*** Record excerpts ***
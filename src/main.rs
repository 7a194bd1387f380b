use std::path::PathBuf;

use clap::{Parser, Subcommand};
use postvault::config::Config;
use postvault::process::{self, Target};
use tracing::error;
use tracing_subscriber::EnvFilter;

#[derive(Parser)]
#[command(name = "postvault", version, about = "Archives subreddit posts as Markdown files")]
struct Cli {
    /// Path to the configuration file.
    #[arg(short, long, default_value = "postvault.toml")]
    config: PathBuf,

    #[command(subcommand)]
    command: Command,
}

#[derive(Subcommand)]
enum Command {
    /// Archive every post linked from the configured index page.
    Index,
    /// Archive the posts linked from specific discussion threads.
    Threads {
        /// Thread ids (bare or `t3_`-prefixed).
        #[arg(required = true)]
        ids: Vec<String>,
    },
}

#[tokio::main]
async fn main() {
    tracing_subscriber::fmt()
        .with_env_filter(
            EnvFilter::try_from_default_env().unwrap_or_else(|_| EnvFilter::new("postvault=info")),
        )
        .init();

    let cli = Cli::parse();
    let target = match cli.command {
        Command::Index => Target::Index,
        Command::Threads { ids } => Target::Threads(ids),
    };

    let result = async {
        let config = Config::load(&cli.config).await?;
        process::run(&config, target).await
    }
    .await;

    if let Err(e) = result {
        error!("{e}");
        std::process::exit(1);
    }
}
*** End of Record excerpts ***
Your task =>
Here, the lines to copy run from the one containing "subreddit posts as" to the final line of the listing; copy them exactly and nothing else.

Response box =>
#[command(name = "postvault", version, about = "Archives subreddit posts as Markdown files")]
struct Cli {
    /// Path to the configuration file.
    #[arg(short, long, default_value = "postvault.toml")]
    config: PathBuf,

    #[command(subcommand)]
    command: Command,
}

#[derive(Subcommand)]
enum Command {
    /// Archive every post linked from the configured index page.
    Index,
    /// Archive the posts linked from specific discussion threads.
    Threads {
        /// Thread ids (bare or `t3_`-prefixed).
        #[arg(required = true)]
        ids: Vec<String>,
    },
}

#[tokio::main]
async fn main() {
    tracing_subscriber::fmt()
        .with_env_filter(
            EnvFilter::try_from_default_env().unwrap_or_else(|_| EnvFilter::new("postvault=info")),
        )
        .init();

    let cli = Cli::parse();
    let target = match cli.command {
        Command::Index => Target::Index,
        Command::Threads { ids } => Target::Threads(ids),
    };

    let result = async {
        let config = Config::load(&cli.config).await?;
        process::run(&config, target).await
    }
    .await;

    if let Err(e) = result {
        error!("{e}");
        std::process::exit(1);
    }
}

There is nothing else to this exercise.